» **Task prompt**:
One number is the expected answer: the count of lines in the material below containing the word "Regex".

::::

//! クレート共通のエラー型

use thiserror::Error;

use crate::io::LoadError;

/// chatboard全体で使用するエラー
#[derive(Error, Debug)]
pub enum ChatboardError {
    /// 入力ファイルの読み込みエラー
    #[error(transparent)]
    Load(#[from] LoadError),

    /// 設定エラー
    #[error("Configuration error: {0}")]
    Configuration(String),

    /// 描画（出力）エラー
    #[error("Render error: {0}")]
    Render(String),

    /// 出力先へのI/Oエラー
    #[error("I/O error: {0}")]
    Io(#[from] std::io::Error),

    /// JSONシリアライズエラー
    #[error("Serialization error: {0}")]
    Serialization(#[from] serde_json::Error),
}

impl ChatboardError {
    pub fn configuration(message: impl Into<String>) -> Self {
        Self::Configuration(message.into())
    }

    pub fn render(message: impl Into<String>) -> Self {
        Self::Render(message.into())
    }
}

/// chatboardの結果型
pub type ChatboardResult<T> = Result<T, ChatboardError>;
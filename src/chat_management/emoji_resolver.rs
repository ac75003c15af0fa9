//! 絵文字コード（`:code:`）を画像参照に置換する

use regex::Regex;
use serde::{Deserialize, Serialize};
use std::collections::HashMap;
use std::sync::LazyLock;

/// インライン表示時の画像幅（px）
pub const DEFAULT_EMOTE_SIZE: u32 = 24;

static EMOJI_CODE_PATTERN: LazyLock<Regex> =
    LazyLock::new(|| Regex::new(r":[^:]+:").expect("emoji code pattern is valid"));

/// 絵文字対照表の1行
#[derive(Debug, Clone, PartialEq, Eq, Serialize, Deserialize)]
pub struct EmoteEntry {
    /// コロンを含むコード（例: `:face-fuchsia-tongue-out:`）
    pub code: String,
    /// 画像のURL
    pub asset_url: String,
}

impl EmoteEntry {
    pub fn new(code: impl Into<String>, asset_url: impl Into<String>) -> Self {
        Self {
            code: code.into(),
            asset_url: asset_url.into(),
        }
    }
}

/// 絵文字コード → 画像URLの対照表
#[derive(Debug, Clone, PartialEq)]
pub struct EmoteMap {
    entries: Vec<EmoteEntry>,
    index: HashMap<String, usize>,
    emote_size: u32,
}

impl Default for EmoteMap {
    fn default() -> Self {
        Self::new()
    }
}

impl EmoteMap {
    /// 空の対照表（置換は一切行われない）
    pub fn new() -> Self {
        Self {
            entries: Vec::new(),
            index: HashMap::new(),
            emote_size: DEFAULT_EMOTE_SIZE,
        }
    }

    /// エントリ列から対照表を作成。同じコードが複数ある場合は後のものが優先される
    pub fn from_entries(entries: impl IntoIterator<Item = EmoteEntry>) -> Self {
        let mut map = Self::new();
        for entry in entries {
            map.insert(entry);
        }
        map
    }

    pub fn with_emote_size(mut self, emote_size: u32) -> Self {
        self.emote_size = emote_size;
        self
    }

    /// 既存のコードは位置を保ったままURLを上書きする
    pub fn insert(&mut self, entry: EmoteEntry) {
        match self.index.get(&entry.code) {
            Some(&position) => self.entries[position] = entry,
            None => {
                self.index.insert(entry.code.clone(), self.entries.len());
                self.entries.push(entry);
            }
        }
    }

    /// ファイル順のエントリ一覧
    pub fn entries(&self) -> &[EmoteEntry] {
        &self.entries
    }

    pub fn len(&self) -> usize {
        self.entries.len()
    }

    pub fn is_empty(&self) -> bool {
        self.entries.is_empty()
    }

    pub fn emote_size(&self) -> u32 {
        self.emote_size
    }

    /// コードに対応する画像URL
    pub fn get(&self, code: &str) -> Option<&str> {
        self.index
            .get(code)
            .map(|&position| self.entries[position].asset_url.as_str())
    }

    pub fn contains(&self, code: &str) -> bool {
        self.index.contains_key(code)
    }

    /// メッセージを表示用テキストに変換する。`None`はそのまま返す
    pub fn resolve(&self, text: Option<&str>) -> Option<String> {
        text.map(|text| self.resolve_str(text))
    }

    /// 対照表にあるコードをすべて`<img>`タグへ置換する
    ///
    /// 生成されるタグにはコロンで囲まれたコードが残らないため、
    /// 置換済みテキストに再適用しても結果は変わらない。
    pub fn resolve_str(&self, text: &str) -> String {
        let mut resolved = text.to_string();
        for code in self.known_codes(text) {
            if let Some(url) = self.get(code) {
                resolved = resolved.replace(code, &self.image_tag(code, url));
            }
        }
        resolved
    }

    /// テキスト中に現れる既知コード（重複なし、出現順）
    ///
    /// 見つかったコードは位置に関係なくすべての出現が置換対象になるため、
    /// 未知のトークンに続くコード（`:x:smile:`）も拾える。
    fn known_codes<'t>(&self, text: &'t str) -> Vec<&'t str> {
        let mut codes: Vec<&str> = Vec::new();
        for found in EMOJI_CODE_PATTERN.find_iter(text) {
            let code = found.as_str();
            if self.contains(code) && !codes.contains(&code) {
                codes.push(code);
            }
        }
        codes
    }

    /// インライン表示用の`<img>`タグ
    pub fn image_tag(&self, code: &str, url: &str) -> String {
        format!(
            r#"<img src="{}" alt="{}" width="{}" class="emote">"#,
            escape_attribute(url),
            escape_attribute(code.trim_matches(':')),
            self.emote_size
        )
    }

    /// テキスト中の既知コードの出現回数を加算する
    pub fn count_codes(&self, text: &str, counts: &mut HashMap<String, usize>) {
        for code in self.known_codes(text) {
            *counts.entry(code.to_string()).or_insert(0) += text.matches(code).count();
        }
    }
}

fn escape_attribute(value: &str) -> String {
    value
        .replace('&', "&amp;")
        .replace('"', "&quot;")
        .replace('<', "&lt;")
        .replace('>', "&gt;")
}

::::

» **Your solution**:
3